__Dataset__
□ □ □ □ □

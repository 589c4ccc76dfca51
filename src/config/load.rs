use std::{env, path::PathBuf};

use super::schema::Settings;

/// Longest lifetime object stores accept for a presigned URL (7 days).
const MAX_URL_LIFETIME_SECS: u64 = 7 * 24 * 60 * 60;

impl Settings {
    /// Read the `[playback]`, `[library]` and `[signing]` sections.
    ///
    /// Sources, highest precedence first: `TUTTI__<SECTION>__<KEY>` environment
    /// variables, the TOML file from `resolve_config_path` (optional), then the
    /// defaults (50 ms position and 1 s duration sampling, volume 0.5, 1 h URLs
    /// refreshed 10 min before expiry).
    pub fn load() -> Result<Self, ::config::ConfigError> {
        let mut builder = ::config::Config::builder();

        if let Some(path) = resolve_config_path() {
            builder = builder.add_source(::config::File::from(path.as_path()).required(false));
        }

        builder = builder.add_source(
            ::config::Environment::with_prefix("TUTTI")
                .separator("__")
                .try_parsing(true),
        );

        builder.build()?.try_deserialize()
    }

    /// `load` followed by `validate`; any failure logs a warning and yields the
    /// defaults, so a broken config file never prevents a session from starting.
    pub fn load_or_default() -> Self {
        let loaded = Self::load()
            .map_err(|e| format!("failed to load config: {e}"))
            .and_then(|s| s.validate().map(|()| s).map_err(|e| format!("invalid config: {e}")));

        loaded.unwrap_or_else(|msg| {
            log::warn!("{msg}, using defaults");
            Self::default()
        })
    }

    /// Reject settings the session cannot run with: zero sampling intervals, a
    /// default volume outside `0.0..=1.0`, a URL lifetime over 7 days, or a
    /// refresh margin that is not shorter than the lifetime.
    pub fn validate(&self) -> Result<(), String> {
        let playback = &self.playback;
        if playback.position_interval_ms == 0 {
            return Err("playback.position_interval_ms must be >= 1".to_string());
        }
        if playback.duration_interval_ms == 0 {
            return Err("playback.duration_interval_ms must be >= 1".to_string());
        }
        if !(0.0..=1.0).contains(&playback.default_volume) {
            return Err("playback.default_volume must be within 0.0..=1.0".to_string());
        }

        let signing = &self.signing;
        if signing.url_lifetime_secs > MAX_URL_LIFETIME_SECS {
            return Err(format!(
                "signing.url_lifetime_secs must be <= {MAX_URL_LIFETIME_SECS}"
            ));
        }
        if signing.refresh_margin_secs >= signing.url_lifetime_secs {
            return Err(
                "signing.refresh_margin_secs must be shorter than signing.url_lifetime_secs"
                    .to_string(),
            );
        }
        Ok(())
    }
}

/// Where `tutti` looks for `config.toml`: `TUTTI_CONFIG_PATH` when set,
/// otherwise `default_config_path`.
pub fn resolve_config_path() -> Option<PathBuf> {
    env::var_os("TUTTI_CONFIG_PATH")
        .map(PathBuf::from)
        .or_else(default_config_path)
}

/// `$XDG_CONFIG_HOME/tutti/config.toml`, or `~/.config/tutti/config.toml`
/// when `XDG_CONFIG_HOME` is unset. `None` without either variable.
pub fn default_config_path() -> Option<PathBuf> {
    let config_home = env::var_os("XDG_CONFIG_HOME")
        .map(PathBuf::from)
        .or_else(|| env::var_os("HOME").map(|home| PathBuf::from(home).join(".config")))?;

    Some(config_home.join("tutti").join("config.toml"))
}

□ □ □ □ □

__Description of the task__
Of the entries listed above, reproduce only the lines starting at the line containing "session from starting." and ending at the line containing "sampling intervals, a". Include both, exactly as they stand.

__Expected output__
    /// defaults, so a broken config file never prevents a session from starting.
    pub fn load_or_default() -> Self {
        let loaded = Self::load()
            .map_err(|e| format!("failed to load config: {e}"))
            .and_then(|s| s.validate().map(|()| s).map_err(|e| format!("invalid config: {e}")));

        loaded.unwrap_or_else(|msg| {
            log::warn!("{msg}, using defaults");
            Self::default()
        })
    }

    /// Reject settings the session cannot run with: zero sampling intervals, a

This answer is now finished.